Nous assistons au grand retour du tout-État à l’heure même où, pour des raisons de grande détresse financière, celui-ci est au sommet de son impuissance. Reste-t-il le moindre espace de liberté, a fortiori de légitimité, pour la société civile ? Et pourtant au plan international qui est, dans de nombreux domaines, le seul qui vaille, celle-ci tente de conserver son pré carré, défendue il est vrai par la relative faiblesse de la société des nations.

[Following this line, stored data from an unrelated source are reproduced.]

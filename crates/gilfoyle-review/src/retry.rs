use std::future::Future;
use std::time::Duration;

use gilfoyle_core::{GilfoyleError, RetryConfig};

/// Bounded exponential backoff applied at each collaborator call site.
///
/// Only errors for which [`GilfoyleError::is_transient`] holds are retried;
/// everything else is returned on the first failure.
///
/// # Examples
///
/// ```
/// use std::time::Duration;
/// use gilfoyle_review::retry::RetryPolicy;
///
/// let policy = RetryPolicy {
///     max_attempts: 4,
///     base_delay: Duration::from_secs(2),
///     multiplier: 2,
///     max_delay: Duration::from_secs(10),
/// };
/// assert_eq!(policy.delay_for(1), Duration::from_secs(2));
/// assert_eq!(policy.delay_for(2), Duration::from_secs(4));
/// assert_eq!(policy.delay_for(3), Duration::from_secs(8));
/// assert_eq!(policy.delay_for(4), Duration::from_secs(10));
/// ```
#[derive(Debug, Clone)]
pub struct RetryPolicy {
    /// Total attempts including the first one.
    pub max_attempts: u32,
    pub base_delay: Duration,
    pub multiplier: u32,
    pub max_delay: Duration,
}

impl RetryPolicy {
    pub fn from_config(config: &RetryConfig) -> Self {
        Self {
            max_attempts: config.max_attempts.max(1),
            base_delay: Duration::from_millis(config.base_delay_ms),
            multiplier: config.multiplier.max(1),
            max_delay: Duration::from_millis(config.max_delay_ms),
        }
    }

    /// A policy that never retries.
    pub fn single_attempt() -> Self {
        Self {
            max_attempts: 1,
            base_delay: Duration::ZERO,
            multiplier: 1,
            max_delay: Duration::ZERO,
        }
    }

    /// Sleep before retry number `retry` (1-based), capped at `max_delay`.
    pub fn delay_for(&self, retry: u32) -> Duration {
        let factor = self
            .multiplier
            .checked_pow(retry.saturating_sub(1))
            .unwrap_or(u32::MAX);
        self.base_delay
            .checked_mul(factor)
            .unwrap_or(self.max_delay)
            .min(self.max_delay)
    }

    /// Run `op` until it succeeds, fails permanently, or attempts run out.
    ///
    /// # Errors
    ///
    /// Returns the last error produced by `op`.
    pub async fn run<T, F, Fut>(&self, label: &str, mut op: F) -> Result<T, GilfoyleError>
    where
        F: FnMut() -> Fut,
        Fut: Future<Output = Result<T, GilfoyleError>>,
    {
        let mut attempt = 1;
        loop {
            match op().await {
                Ok(value) => return Ok(value),
                Err(err) if err.is_transient() && attempt < self.max_attempts => {
                    let delay = self.delay_for(attempt);
                    tracing::warn!(
                        operation = label,
                        attempt,
                        max_attempts = self.max_attempts,
                        delay_ms = delay.as_millis() as u64,
                        error = %err,
                        "transient failure, retrying"
                    );
                    tokio::time::sleep(delay).await;
                    attempt += 1;
                }
                Err(err) => return Err(err),
            }
        }
    }
}

impl Default for RetryPolicy {
    fn default() -> Self {
        Self::from_config(&RetryConfig::default())
    }
}

#[cfg(test)]
mod tests {
    use std::sync::atomic::{AtomicU32, Ordering};

    use gilfoyle_core::Collaborator;

    use super::*;

    fn fast(max_attempts: u32) -> RetryPolicy {
        RetryPolicy {
            max_attempts,
            base_delay: Duration::from_millis(1),
            multiplier: 2,
            max_delay: Duration::from_millis(4),
        }
    }

    fn transient() -> GilfoyleError {
        GilfoyleError::transport(Collaborator::GitLab, "connection reset")
    }

    #[test]
    fn default_matches_configured_backoff() {
        let policy = RetryPolicy::default();
        assert_eq!(policy.max_attempts, 3);
        assert_eq!(policy.delay_for(1), Duration::from_secs(2));
        assert_eq!(policy.delay_for(2), Duration::from_secs(4));
        assert_eq!(policy.delay_for(30), Duration::from_secs(10));
    }

    #[tokio::test]
    async fn retries_transient_until_success() {
        let calls = &AtomicU32::new(0);
        let result = fast(3)
            .run("op", move || async move {
                if calls.fetch_add(1, Ordering::SeqCst) < 2 {
                    Err(transient())
                } else {
                    Ok(7)
                }
            })
            .await;
        assert_eq!(result.unwrap(), 7);
        assert_eq!(calls.load(Ordering::SeqCst), 3);
    }

    #[tokio::test]
    async fn gives_up_after_max_attempts() {
        let calls = &AtomicU32::new(0);
        let result: Result<(), _> = fast(3)
            .run("op", move || async move {
                calls.fetch_add(1, Ordering::SeqCst);
                Err(transient())
            })
            .await;
        assert!(result.unwrap_err().is_transient());
        assert_eq!(calls.load(Ordering::SeqCst), 3);
    }

    #[tokio::test]
    async fn permanent_errors_are_not_retried() {
        let calls = &AtomicU32::new(0);
        let result: Result<(), _> = fast(5)
            .run("op", move || async move {
                calls.fetch_add(1, Ordering::SeqCst);
                Err(GilfoyleError::from_status(Collaborator::GitLab, 404, "mr"))
            })
            .await;
        assert!(result.is_err());
        assert_eq!(calls.load(Ordering::SeqCst), 1);
    }

    #[test]
    fn config_floors_attempts_at_one() {
        let policy = RetryPolicy::from_config(&RetryConfig {
            max_attempts: 0,
            ..RetryConfig::default()
        });
        assert_eq!(policy.max_attempts, 1);
    }
}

Ne parlons pas des ministres de la société civile ! Malheureux détenteurs de maroquins fugaces et sans le moindre contenu, ils ont rapidement démontré que seule la classe politique, celle qui n’a jamais vécu d’autre chose que des fonds publics, avait la capacité à gérer le pays. Est-ce étonnant ? Non, puisque la plupart du temps, on eut soin de choisir des personnes sans aucune expérience administrative ou gouvernementale et sans poids politique. Oui, tout de même, car après tout quelle expérience politique avait donc le Général de Gaulle en 1940 ou Georges Pompidou en 1962 ? ou encore Barack Obama, devenu Président des États-Unis sans avoir jamais eu d’autre fonction politique qu’une unique mandature de sénateur ? Mais rien n’y fait. La fausse idée répandue à l’envi selon laquelle la politique est un métier dégoûte tous ceux pour lesquels elle ne l’est pas, à s’engager.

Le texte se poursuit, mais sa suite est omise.